Obviously, my two sons. Both amazingly wonderful — smart, handsome, witty, and compassionate men. From the first moment I knew I was carrying each one, I was ecstatic. Each was a wanted baby. And I never for a moment regretted that they weren’t girls. Just like I never regret anything about them today.
And nieces. Wonderful young women who are brilliant, funny, beautiful, and confident. And also compassionate. Political in all the right ways: standing up for their friends as well as others. Each of them is a bit my daughter, at least to me. I am easily as proud of their accomplishments as their mothers are!
Nephews, too. Strong, sensitive, intelligent and witty. Each very different. Each a treasure. I am blessed with the nicest guys you can imagine.
And students… So many over the years. Ones who began their first (of several) classes with me crying in my office. Ones who insisted they hated writing. Ones who sat in my office for YEARS eating lunch, never speaking at ALL the first few months… (that made headlines even on the floor where I officed…) Ones whose parents disapproved of them, ones who disapproved of themselves. All I could do was love them. Sometimes hard enough to fail them in class. Sometimes crazy enough to make them smile. But always tapping into whatever it is that makes men & women nurture the young around us.

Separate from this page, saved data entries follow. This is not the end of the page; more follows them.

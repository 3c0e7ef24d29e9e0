/// `floor(current * 100 / total)`, with an empty job at 0%.
pub fn percent(current: u64, total: u64) -> u8 {
    if total == 0 {
        return 0;
    }
    let pct = (u128::from(current) * 100 / u128::from(total)).min(100);
    pct as u8
}

/// Decides which processed counts become visible to pollers.
#[derive(Debug, Clone, Copy)]
pub struct ProgressThrottle {
    every: u64,
    total: u64,
}

impl ProgressThrottle {
    pub fn new(every: u64, total: u64) -> Self {
        Self {
            every: every.max(1),
            total,
        }
    }

    /// Every `every`-th file, and always the last one.
    pub fn should_emit(&self, current: u64) -> bool {
        current == self.total || current % self.every == 0
    }
}
use chrono::{Local, NaiveDateTime, Timelike};
use serde::{Deserialize, Serialize};

/// Wire format for ledger timestamps (local time, second precision).
pub const TIMESTAMP_FORMAT: &str = "%Y-%m-%d %H:%M:%S";

/// Serde helper for `NaiveDateTime` as `YYYY-MM-DD HH:MM:SS`.
pub(crate) mod local_timestamp {
    use super::TIMESTAMP_FORMAT;
    use chrono::NaiveDateTime;
    use serde::{self, Deserialize, Deserializer, Serializer};

    pub fn serialize<S>(ts: &NaiveDateTime, serializer: S) -> Result<S::Ok, S::Error>
    where
        S: Serializer,
    {
        serializer.serialize_str(&ts.format(TIMESTAMP_FORMAT).to_string())
    }

    pub fn deserialize<'de, D>(deserializer: D) -> Result<NaiveDateTime, D::Error>
    where
        D: Deserializer<'de>,
    {
        let s = String::deserialize(deserializer)?;
        NaiveDateTime::parse_from_str(&s, TIMESTAMP_FORMAT).map_err(serde::de::Error::custom)
    }
}

/// Current local time truncated to whole seconds, matching what survives a
/// round trip through the metadata files.
pub fn now_timestamp() -> NaiveDateTime {
    let now = Local::now().naive_local();
    now.with_nanosecond(0).unwrap_or(now)
}

/// A soft-deleted item. The ledger key is the trash id, which is also the
/// name of the item inside the trash directory.
#[derive(Debug, Clone, PartialEq, Eq, Serialize, Deserialize)]
pub struct TrashRecord {
    pub original_name: String,
    pub original_path: String,
    pub is_dir: bool,
    #[serde(with = "local_timestamp")]
    pub deleted_at: NaiveDateTime,
    #[serde(default = "unknown_size")]
    pub size_str: String,
}

fn unknown_size() -> String {
    "-".to_string()
}

/// Display summary of a trash record.
#[derive(Debug, Clone, PartialEq, Eq, Serialize)]
pub struct TrashEntry {
    pub id: String,
    pub name: String,
    pub path: String,
    #[serde(with = "local_timestamp")]
    pub deleted_at: NaiveDateTime,
    pub size: String,
    pub is_dir: bool,
}

impl TrashEntry {
    pub fn from_record(id: &str, record: &TrashRecord) -> Self {
        Self {
            id: id.to_string(),
            name: record.original_name.clone(),
            path: record.original_path.clone(),
            deleted_at: record.deleted_at,
            size: record.size_str.clone(),
            is_dir: record.is_dir,
        }
    }
}

/// A public share grant for one path under the storage root.
#[derive(Debug, Clone, PartialEq, Eq, Serialize, Deserialize)]
pub struct ShareRecord {
    pub file_path: String,
    pub file_name: String,
    pub is_dir: bool,
    #[serde(with = "local_timestamp")]
    pub created_at: NaiveDateTime,
    #[serde(default)]
    pub downloads: u64,
}

#[derive(Debug, Clone, Copy, PartialEq, Eq, Serialize, Deserialize)]
#[serde(rename_all = "lowercase")]
pub enum ShareStatus {
    Normal,
    Lost,
}

impl std::fmt::Display for ShareStatus {
    fn fmt(&self, f: &mut std::fmt::Formatter<'_>) -> std::fmt::Result {
        match self {
            ShareStatus::Normal => write!(f, "normal"),
            ShareStatus::Lost => write!(f, "lost"),
        }
    }
}

/// Display summary of a share, with liveness computed at read time.
#[derive(Debug, Clone, PartialEq, Eq, Serialize)]
pub struct ShareEntry {
    pub id: String,
    pub name: String,
    pub path: String,
    #[serde(with = "local_timestamp")]
    pub created_at: NaiveDateTime,
    pub downloads: u64,
    pub is_dir: bool,
    pub status: ShareStatus,
}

This Sunday we call that quality ‘mothering.’ Next month it will be a part of ‘fathering.’ And it doesn’t require the biological passage of an infant from inside to outside. It only requires love and gratitude. Which I am grateful to have in almost limitless supply.
So this is the post thanking ‘all my children.’ My biological sons. My daughter-nieces. My nephews. My students and colleagues and friends. Each of you has helped me grow. And all my flaws are gentler because of loving you. Happy Mother’s Day!